Using the listing that follows, filter out every line lacking the string "notifications" and return the rest.

Information provided
• • • •
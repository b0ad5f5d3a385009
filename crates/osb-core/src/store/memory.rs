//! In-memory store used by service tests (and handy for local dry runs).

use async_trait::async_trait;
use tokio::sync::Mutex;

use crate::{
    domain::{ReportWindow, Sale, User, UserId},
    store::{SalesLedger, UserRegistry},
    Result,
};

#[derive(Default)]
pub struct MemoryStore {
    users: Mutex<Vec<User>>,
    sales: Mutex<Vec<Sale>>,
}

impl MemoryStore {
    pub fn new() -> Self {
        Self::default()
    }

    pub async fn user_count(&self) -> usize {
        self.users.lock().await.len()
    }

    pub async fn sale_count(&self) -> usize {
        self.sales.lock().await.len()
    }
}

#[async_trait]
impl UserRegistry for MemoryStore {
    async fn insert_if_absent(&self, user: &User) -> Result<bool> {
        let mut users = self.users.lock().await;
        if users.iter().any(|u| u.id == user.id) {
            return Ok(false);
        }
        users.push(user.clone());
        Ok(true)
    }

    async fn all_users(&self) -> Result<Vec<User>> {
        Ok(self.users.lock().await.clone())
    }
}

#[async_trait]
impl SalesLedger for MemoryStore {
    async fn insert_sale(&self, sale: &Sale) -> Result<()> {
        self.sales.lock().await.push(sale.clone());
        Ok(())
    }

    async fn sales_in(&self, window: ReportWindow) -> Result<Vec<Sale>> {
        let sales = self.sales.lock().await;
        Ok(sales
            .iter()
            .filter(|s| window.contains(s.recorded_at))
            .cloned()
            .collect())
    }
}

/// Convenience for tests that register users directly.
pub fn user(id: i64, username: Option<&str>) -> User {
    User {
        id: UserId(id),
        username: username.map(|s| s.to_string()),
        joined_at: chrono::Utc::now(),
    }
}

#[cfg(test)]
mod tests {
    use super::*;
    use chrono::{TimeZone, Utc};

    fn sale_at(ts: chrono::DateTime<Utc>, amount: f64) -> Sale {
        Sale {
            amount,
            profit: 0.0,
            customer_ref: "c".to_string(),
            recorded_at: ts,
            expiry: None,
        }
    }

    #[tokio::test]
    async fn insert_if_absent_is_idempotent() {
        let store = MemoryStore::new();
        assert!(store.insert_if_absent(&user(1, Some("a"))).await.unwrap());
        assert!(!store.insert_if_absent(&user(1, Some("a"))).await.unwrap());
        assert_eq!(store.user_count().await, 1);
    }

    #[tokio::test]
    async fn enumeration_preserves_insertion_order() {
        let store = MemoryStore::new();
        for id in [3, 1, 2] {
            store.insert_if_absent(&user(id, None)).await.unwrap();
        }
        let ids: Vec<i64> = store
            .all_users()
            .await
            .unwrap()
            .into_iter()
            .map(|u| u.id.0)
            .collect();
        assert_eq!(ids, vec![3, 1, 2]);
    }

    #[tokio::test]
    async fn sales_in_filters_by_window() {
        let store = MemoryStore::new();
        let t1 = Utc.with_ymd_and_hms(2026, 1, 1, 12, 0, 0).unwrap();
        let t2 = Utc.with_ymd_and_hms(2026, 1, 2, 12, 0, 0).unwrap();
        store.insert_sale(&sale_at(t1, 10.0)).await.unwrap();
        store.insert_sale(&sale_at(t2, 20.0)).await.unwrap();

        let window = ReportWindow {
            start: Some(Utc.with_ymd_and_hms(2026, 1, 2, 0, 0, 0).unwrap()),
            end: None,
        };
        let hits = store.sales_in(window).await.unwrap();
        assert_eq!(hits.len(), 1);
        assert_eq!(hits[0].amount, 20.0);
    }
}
• • • •
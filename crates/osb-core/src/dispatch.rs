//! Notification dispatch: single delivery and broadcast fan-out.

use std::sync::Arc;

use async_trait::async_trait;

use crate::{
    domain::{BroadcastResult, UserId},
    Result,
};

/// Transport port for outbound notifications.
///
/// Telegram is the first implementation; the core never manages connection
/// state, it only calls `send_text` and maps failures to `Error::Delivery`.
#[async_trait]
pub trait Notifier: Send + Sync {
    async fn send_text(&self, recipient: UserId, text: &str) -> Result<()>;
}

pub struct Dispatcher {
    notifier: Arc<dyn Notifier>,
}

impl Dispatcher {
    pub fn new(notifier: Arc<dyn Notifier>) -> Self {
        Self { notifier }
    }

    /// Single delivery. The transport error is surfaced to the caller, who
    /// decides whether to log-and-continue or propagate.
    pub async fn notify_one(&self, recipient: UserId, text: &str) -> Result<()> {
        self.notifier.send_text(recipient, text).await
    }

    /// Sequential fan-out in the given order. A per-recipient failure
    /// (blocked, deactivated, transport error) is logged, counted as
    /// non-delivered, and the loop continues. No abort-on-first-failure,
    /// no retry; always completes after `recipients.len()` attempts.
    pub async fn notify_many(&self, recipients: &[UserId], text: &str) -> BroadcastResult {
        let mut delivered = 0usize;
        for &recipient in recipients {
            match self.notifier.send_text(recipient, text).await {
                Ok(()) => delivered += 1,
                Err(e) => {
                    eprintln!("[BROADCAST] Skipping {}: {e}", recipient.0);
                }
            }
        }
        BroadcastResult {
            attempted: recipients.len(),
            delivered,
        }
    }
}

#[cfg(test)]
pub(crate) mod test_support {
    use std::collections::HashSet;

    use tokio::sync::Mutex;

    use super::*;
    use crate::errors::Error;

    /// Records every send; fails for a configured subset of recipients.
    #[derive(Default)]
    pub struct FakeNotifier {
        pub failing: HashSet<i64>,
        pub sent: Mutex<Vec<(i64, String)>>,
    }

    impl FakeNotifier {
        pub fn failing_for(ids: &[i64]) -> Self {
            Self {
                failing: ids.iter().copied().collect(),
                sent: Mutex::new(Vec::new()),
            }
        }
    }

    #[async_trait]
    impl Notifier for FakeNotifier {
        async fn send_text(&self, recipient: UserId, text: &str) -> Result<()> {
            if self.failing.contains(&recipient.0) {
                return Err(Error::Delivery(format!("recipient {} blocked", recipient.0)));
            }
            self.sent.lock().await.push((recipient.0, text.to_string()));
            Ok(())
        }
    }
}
• • • •
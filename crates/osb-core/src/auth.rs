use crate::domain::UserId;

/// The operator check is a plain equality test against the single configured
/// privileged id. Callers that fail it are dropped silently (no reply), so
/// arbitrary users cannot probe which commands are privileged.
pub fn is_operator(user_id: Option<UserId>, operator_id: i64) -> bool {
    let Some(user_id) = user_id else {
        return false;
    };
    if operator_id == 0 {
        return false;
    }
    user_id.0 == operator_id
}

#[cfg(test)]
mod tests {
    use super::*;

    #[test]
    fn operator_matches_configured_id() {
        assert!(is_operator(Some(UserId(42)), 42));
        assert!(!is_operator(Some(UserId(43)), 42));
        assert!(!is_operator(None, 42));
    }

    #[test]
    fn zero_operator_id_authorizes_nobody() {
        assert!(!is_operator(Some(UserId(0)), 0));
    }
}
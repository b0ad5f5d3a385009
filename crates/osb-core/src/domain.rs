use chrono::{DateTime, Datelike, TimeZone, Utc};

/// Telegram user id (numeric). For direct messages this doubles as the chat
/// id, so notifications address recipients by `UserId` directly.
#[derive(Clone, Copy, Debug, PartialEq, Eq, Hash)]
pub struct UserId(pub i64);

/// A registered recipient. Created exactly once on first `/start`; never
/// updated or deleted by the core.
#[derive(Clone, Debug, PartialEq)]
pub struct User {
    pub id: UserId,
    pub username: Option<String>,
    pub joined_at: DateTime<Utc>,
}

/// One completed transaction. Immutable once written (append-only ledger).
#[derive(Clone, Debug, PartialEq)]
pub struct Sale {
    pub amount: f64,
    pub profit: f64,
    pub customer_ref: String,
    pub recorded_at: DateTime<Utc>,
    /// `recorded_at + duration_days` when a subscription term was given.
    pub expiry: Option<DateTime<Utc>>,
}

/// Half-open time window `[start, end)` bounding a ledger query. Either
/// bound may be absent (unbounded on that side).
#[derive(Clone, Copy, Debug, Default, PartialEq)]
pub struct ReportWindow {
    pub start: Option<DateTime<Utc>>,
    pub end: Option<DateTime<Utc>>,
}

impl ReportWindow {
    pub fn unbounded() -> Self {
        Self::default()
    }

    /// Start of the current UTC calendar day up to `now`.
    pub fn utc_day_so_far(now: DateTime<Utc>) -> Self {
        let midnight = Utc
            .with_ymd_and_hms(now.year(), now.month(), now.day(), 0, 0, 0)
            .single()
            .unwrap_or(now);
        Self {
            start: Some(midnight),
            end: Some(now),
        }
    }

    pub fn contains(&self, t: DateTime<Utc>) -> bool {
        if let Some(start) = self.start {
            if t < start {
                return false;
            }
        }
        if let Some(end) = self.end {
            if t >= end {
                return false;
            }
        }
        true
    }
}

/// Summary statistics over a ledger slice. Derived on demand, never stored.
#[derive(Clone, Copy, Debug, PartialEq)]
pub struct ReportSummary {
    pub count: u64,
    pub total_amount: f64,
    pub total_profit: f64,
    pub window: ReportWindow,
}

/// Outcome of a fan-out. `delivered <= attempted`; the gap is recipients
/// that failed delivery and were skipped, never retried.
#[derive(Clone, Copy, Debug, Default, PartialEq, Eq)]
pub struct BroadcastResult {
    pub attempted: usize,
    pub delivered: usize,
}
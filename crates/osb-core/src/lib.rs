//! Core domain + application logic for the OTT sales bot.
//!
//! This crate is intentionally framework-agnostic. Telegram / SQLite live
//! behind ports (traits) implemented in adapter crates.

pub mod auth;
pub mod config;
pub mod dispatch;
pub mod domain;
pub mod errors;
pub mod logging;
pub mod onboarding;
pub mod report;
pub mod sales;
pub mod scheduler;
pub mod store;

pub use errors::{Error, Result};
• • • •
Answer box
/// Transport port for outbound notifications.
/// id, so notifications address recipients by `UserId` directly.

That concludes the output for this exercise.